2005-Apr-06 08:11 UTC

head link

[R] Help with three-way anova

OK, so I tried using lm() instead of aov() and they give similar
results:

My.aov <-  aov(IL.4 ~ Infected + Vaccinated + Lesions, data)
My.lm  <-   lm(IL.4 ~ Infected + Vaccinated + Lesions, data)

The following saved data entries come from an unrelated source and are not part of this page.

//! # Invoice Sync Engine
//!
//! Idempotent mirror of storefront orders into QuickBooks invoices.
//!
//! The order id is written into the invoice's `DocNumber`, and every sync
//! first queries by that DocNumber, so running the sync any number of
//! times yields exactly one invoice per order. Amounts cross from integer
//! cents to decimal dollars here and nowhere else.

use crate::client::QboClient;
use crate::config::{QboConfig, TaxStrategy};
use crate::oauth::TokenManager;
use serde::{Deserialize, Serialize};
use std::sync::Arc;
use store_core::money::cents_to_decimal;
use store_core::order::{CustomerInfo, LineKind, Order};
use store_core::{StoreError, StoreResult};
use tracing::{info, instrument, warn};

/// What an upsert produced: the QuickBooks invoice id and whether an
/// existing invoice was found instead of created
#[derive(Debug, Clone, Serialize)]
pub struct InvoiceSyncOutcome {
    pub invoice_id: String,
    pub reused: bool,
}

pub struct InvoiceEngine {
    config: QboConfig,
    client: QboClient,
}

impl InvoiceEngine {
    pub fn new(config: QboConfig, tokens: Arc<TokenManager>) -> Self {
        let client = QboClient::new(config.clone(), tokens);
        Self { config, client }
    }

    /// Create (or find) the QuickBooks invoice for `order`.
    ///
    /// Config and input checks run before any network call. `send_email`
    /// overrides the configured default when set; emailing is best-effort
    /// either way and never fails the sync.
    #[instrument(skip(self, order, send_email), fields(order_id = %order.id))]
    pub async fn upsert_invoice(
        &self,
        order: &Order,
        send_email: Option<bool>,
    ) -> StoreResult<InvoiceSyncOutcome> {
        let default_item = self
            .config
            .default_item_id
            .as_deref()
            .ok_or_else(|| StoreError::not_configured("QBO_DEFAULT_ITEM_ID"))?;

        let email = order.customer.email.trim().to_lowercase();
        if email.is_empty() {
            return Err(StoreError::validation(
                "customer email is required for invoice sync",
            ));
        }

        let send = send_email.unwrap_or(self.config.email_invoices);

        let bill_addr = build_bill_addr(&order.customer);
        let customer_id = self
            .find_or_create_customer(&order.customer, &email, bill_addr.clone())
            .await?;

        // DocNumber idempotency: reuse before create
        let statement = format!(
            "select Id, DocNumber from Invoice where DocNumber = '{}'",
            sql_string(&order.id)
        );
        let existing: InvoiceQueryEnvelope = self.client.query(&statement).await?;
        if let Some(found) = existing.body.invoices.into_iter().next() {
            info!(invoice_id = %found.id, "Invoice already exists for this order, reusing");
            if send {
                self.send_invoice(&found.id, &email).await;
            }
            return Ok(InvoiceSyncOutcome {
                invoice_id: found.id,
                reused: true,
            });
        }

        let lines = self.build_lines(order, default_item);
        if lines.is_empty() {
            return Err(StoreError::validation("order has no lines to invoice"));
        }

        let payload = InvoicePayload {
            doc_number: order.id.clone(),
            customer_ref: Ref::new(customer_id),
            bill_email: EmailAddress {
                address: email.clone(),
            },
            private_note: format!("Northstar Packaging order {}", order.id),
            lines,
            currency_ref: Ref::new(order.currency.as_str()),
            bill_addr,
        };

        let created: InvoiceCreateEnvelope = self.client.create("invoice", &payload).await?;
        info!(invoice_id = %created.invoice.id, "Invoice created");

        if send {
            self.send_invoice(&created.invoice.id, &email).await;
        }

        Ok(InvoiceSyncOutcome {
            invoice_id: created.invoice.id,
            reused: false,
        })
    }

    async fn find_or_create_customer(
        &self,
        customer: &CustomerInfo,
        email: &str,
        bill_addr: Option<BillingAddress>,
    ) -> StoreResult<String> {
        let statement = format!(
            "select Id, DisplayName, PrimaryEmailAddr from Customer where PrimaryEmailAddr = '{}'",
            sql_string(email)
        );
        let found: CustomerQueryEnvelope = self.client.query(&statement).await?;
        if let Some(existing) = found.body.customers.into_iter().next() {
            return Ok(existing.id);
        }

        let payload = CustomerPayload {
            display_name: display_name(customer, email),
            primary_email: EmailAddress {
                address: email.to_string(),
            },
            primary_phone: customer.phone.as_ref().map(|phone| Phone {
                free_form_number: phone.clone(),
            }),
            bill_addr,
        };
        let created: CustomerCreateEnvelope = self.client.create("customer", &payload).await?;
        info!(customer_id = %created.customer.id, "QuickBooks customer created");
        Ok(created.customer.id)
    }

    /// Emailing the invoice is best-effort; a failure is logged and the
    /// sync outcome stands.
    async fn send_invoice(&self, invoice_id: &str, send_to: &str) {
        let path = format!("invoice/{}/send", invoice_id);
        if let Err(err) = self.client.post_empty(&path, &[("sendTo", send_to)]).await {
            warn!(invoice_id, error = %err, "Failed to email invoice");
        }
    }

    /// Invoice lines: tagged product lines, then shipping, then tax per
    /// the configured strategy. Shipping and tax fall back to the order
    /// snapshots when no tagged line exists; zero amounts post nothing.
    fn build_lines(&self, order: &Order, default_item: &str) -> Vec<InvoiceLine> {
        let mut lines: Vec<InvoiceLine> = order
            .product_lines()
            .map(|line| {
                sales_line(
                    line.name.clone(),
                    line.quantity.max(1),
                    line.unit_price_cents.max(0),
                    default_item,
                )
            })
            .collect();

        let shipping_item = self
            .config
            .shipping_item_id
            .as_deref()
            .unwrap_or(default_item);
        let (shipping_label, shipping_cents) = match order
            .lines
            .iter()
            .find(|l| l.kind == LineKind::Shipping)
        {
            Some(line) => (line.name.clone(), line.total_cents()),
            None => (order.shipping.label.clone(), order.shipping.cost_cents),
        };
        if shipping_cents > 0 {
            lines.push(sales_line(shipping_label, 1, shipping_cents, shipping_item));
        }

        match self.config.tax_strategy {
            TaxStrategy::Qbo => {
                if let Some(code) = self.config.tax_code_id.as_deref() {
                    for line in &mut lines {
                        line.detail.tax_code_ref = Some(Ref::new(code));
                    }
                }
            }
            TaxStrategy::Line => {
                let tax_item = self.config.tax_item_id.as_deref().unwrap_or(default_item);
                let (tax_label, tax_cents) =
                    match order.lines.iter().find(|l| l.kind == LineKind::Tax) {
                        Some(line) => (line.name.clone(), line.total_cents()),
                        None => (order.tax.label.clone(), order.tax.total_cents),
                    };
                if tax_cents > 0 {
                    lines.push(sales_line(tax_label, 1, tax_cents, tax_item));
                }
            }
            TaxStrategy::None => {}
        }

        lines
    }
}

/// QuickBooks query literals escape single quotes by doubling them
fn sql_string(value: &str) -> String {
    value.replace('\'', "''")
}

/// DisplayName: customer name, else email, else a generic placeholder;
/// QuickBooks caps the field at 100 characters
fn display_name(customer: &CustomerInfo, email: &str) -> String {
    let name = customer.name.trim();
    let name = if name.is_empty() { email } else { name };
    let name = if name.is_empty() { "Customer" } else { name };
    name.chars().take(100).collect()
}

fn build_bill_addr(customer: &CustomerInfo) -> Option<BillingAddress> {
    let trimmed = |field: &Option<String>| {
        field
            .as_deref()
            .map(str::trim)
            .filter(|v| !v.is_empty())
            .map(str::to_string)
    };

    let line1 = trimmed(&customer.address);
    let city = trimmed(&customer.city);
    let region = trimmed(&customer.region);
    let postal_code = trimmed(&customer.postal_code);

    if line1.is_none() && city.is_none() && region.is_none() && postal_code.is_none() {
        return None;
    }

    Some(BillingAddress {
        line1,
        city,
        region,
        postal_code,
        country: trimmed(&customer.country).unwrap_or_else(|| "Canada".to_string()),
    })
}

fn sales_line(description: String, qty: u32, unit_cents: i64, item_ref: &str) -> InvoiceLine {
    InvoiceLine {
        detail_type: "SalesItemLineDetail",
        amount: cents_to_decimal(unit_cents * qty as i64),
        description: Some(description),
        detail: SalesItemDetail {
            item_ref: Ref::new(item_ref),
            qty,
            unit_price: cents_to_decimal(unit_cents),
            tax_code_ref: None,
        },
    }
}

// =============================================================================
// QuickBooks wire types
// =============================================================================

#[derive(Debug, Serialize)]
struct CustomerPayload {
    #[serde(rename = "DisplayName")]
    display_name: String,
    #[serde(rename = "PrimaryEmailAddr")]
    primary_email: EmailAddress,
    #[serde(rename = "PrimaryPhone", skip_serializing_if = "Option::is_none")]
    primary_phone: Option<Phone>,
    #[serde(rename = "BillAddr", skip_serializing_if = "Option::is_none")]
    bill_addr: Option<BillingAddress>,
}

#[derive(Debug, Clone, Serialize)]
struct EmailAddress {
    #[serde(rename = "Address")]
    address: String,
}

#[derive(Debug, Serialize)]
struct Phone {
    #[serde(rename = "FreeFormNumber")]
    free_form_number: String,
}

#[derive(Debug, Clone, Serialize)]
struct BillingAddress {
    #[serde(rename = "Line1", skip_serializing_if = "Option::is_none")]
    line1: Option<String>,
    #[serde(rename = "City", skip_serializing_if = "Option::is_none")]
    city: Option<String>,
    #[serde(rename = "CountrySubDivisionCode", skip_serializing_if = "Option::is_none")]
    region: Option<String>,
    #[serde(rename = "PostalCode", skip_serializing_if = "Option::is_none")]
    postal_code: Option<String>,
    #[serde(rename = "Country")]
    country: String,
}

#[derive(Debug, Serialize)]
struct InvoicePayload {
    #[serde(rename = "DocNumber")]
    doc_number: String,
    #[serde(rename = "CustomerRef")]
    customer_ref: Ref,
    #[serde(rename = "BillEmail")]
    bill_email: EmailAddress,
    #[serde(rename = "PrivateNote")]
    private_note: String,
    #[serde(rename = "Line")]
    lines: Vec<InvoiceLine>,
    #[serde(rename = "CurrencyRef")]
    currency_ref: Ref,
    #[serde(rename = "BillAddr", skip_serializing_if = "Option::is_none")]
    bill_addr: Option<BillingAddress>,
}

#[derive(Debug, Serialize)]
struct InvoiceLine {
    #[serde(rename = "DetailType")]
    detail_type: &'static str,
    #[serde(rename = "Amount")]
    amount: f64,
    #[serde(rename = "Description", skip_serializing_if = "Option::is_none")]
    description: Option<String>,
    #[serde(rename = "SalesItemLineDetail")]
    detail: SalesItemDetail,
}

#[derive(Debug, Serialize)]
struct SalesItemDetail {
    #[serde(rename = "ItemRef")]
    item_ref: Ref,
    #[serde(rename = "Qty")]
    qty: u32,
    #[serde(rename = "UnitPrice")]
    unit_price: f64,
    #[serde(rename = "TaxCodeRef", skip_serializing_if = "Option::is_none")]
    tax_code_ref: Option<Ref>,
}

#[derive(Debug, Clone, Serialize)]
struct Ref {
    value: String,
}

impl Ref {
    fn new(value: impl Into<String>) -> Self {
        Self {
            value: value.into(),
        }
    }
}

#[derive(Debug, Deserialize)]
struct CustomerQueryEnvelope {
    #[serde(rename = "QueryResponse", default)]
    body: CustomerQueryBody,
}

#[derive(Debug, Default, Deserialize)]
struct CustomerQueryBody {
    #[serde(rename = "Customer", default)]
    customers: Vec<EntityRef>,
}

#[derive(Debug, Deserialize)]
struct InvoiceQueryEnvelope {
    #[serde(rename = "QueryResponse", default)]
    body: InvoiceQueryBody,
}

#[derive(Debug, Default, Deserialize)]
struct InvoiceQueryBody {
    #[serde(rename = "Invoice", default)]
    invoices: Vec<EntityRef>,
}

#[derive(Debug, Deserialize)]
struct CustomerCreateEnvelope {
    #[serde(rename = "Customer")]
    customer: EntityRef,
}

#[derive(Debug, Deserialize)]
struct InvoiceCreateEnvelope {
    #[serde(rename = "Invoice")]
    invoice: EntityRef,
}

#[derive(Debug, Deserialize)]
struct EntityRef {
    #[serde(rename = "Id")]
    id: String,
}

If I do summary(My.lm) and summary(My.aov), I get similar results, but
not identical.
If I do anova(My.aov) and anova(My.lm) I get identical results.  I guess
that's to be expected though.

Regarding the results of summary(My.lm), basically Intercept, Infected
and Vaccinated are all significant at p<=0.05.  I presume the
signifcance of the Intercept is that it is significantly different to
zero?  How do I interpret that?

Many thanks
Mick

-----Original Message-----
From: Federico Calboli [mailto:f.calboli at imperial.ac.uk] 
Sent: 05 April 2005 16:33
To: michael watson (IAH-C)
Cc: r-help
Subject: Re: [R] Help with three-way anova

On Tue, 2005-04-05 at 15:51 +0100, michael watson (IAH-C) wrote:
> So, what I want to know is:
> 
> 1) Given my unbalanced experimental design, is it valid to use aov?
I'd say no. Use lm() instead, save your analysis in an object and then
possibly use drop1() to check the analysis
> 2) Have I used aov() correctly?  If so, how do I get access results 
> for interactions?
The use of aov() per se seems fine, but you did not put any interaction
in the model... for that use factor * factor.

HTH,

F

-- 
Federico C. F. Calboli
Department of Epidemiology and Public Health
Imperial College, St Mary's Campus
Norfolk Place, London W2 1PG

Tel  +44 (0)20 7594 1602     Fax (+44) 020 7594 3193

f.calboli [.a.t] imperial.ac.uk
f.calboli [.a.t] gmail.com

michael watson (IAH-C)

2005-Apr-06 09:30 UTC

head link

[R] Help with three-way anova

OK, now I am lost.

I went from using aov(), which I fully understand, to lm() which I
probably don't.  I didn't specify a contrasts matrix in my call to
lm()....

Basically I want to find out if Infected/Uninfected affects the level of
IL.4, and if Vaccinated/Unvaccinated affects the level of IL.4,
obviously trying to separate the effects of Infection from the effects
of Vaccination.

The documentation for specifying contrasts to lm() is a little
convoluted, sending me to the help file for model.matrix.default, and
the help there doesn't really give me much to go on when trying to
figure out what contrasts matrix I need to use...

Many thanks for your help

Mick

-----Original Message-----
From: Federico Calboli [mailto:f.calboli at imperial.ac.uk] 
Sent: 06 April 2005 10:15
To: michael watson (IAH-C)
Cc: r-help
Subject: RE: [R] Help with three-way anova


On Wed, 2005-04-06 at 09:11 +0100, michael watson (IAH-C)
wrote:> OK, so I tried using lm() instead of aov() and they give similar
> results:
> 
> My.aov <-  aov(IL.4 ~ Infected + Vaccinated + Lesions, data)
> My.lm  <-   lm(IL.4 ~ Infected + Vaccinated + Lesions, data)
Incidentally, if you want interaction terms you need 

lm(IL.4 ~ Infected * Vaccinated * Lesions, data)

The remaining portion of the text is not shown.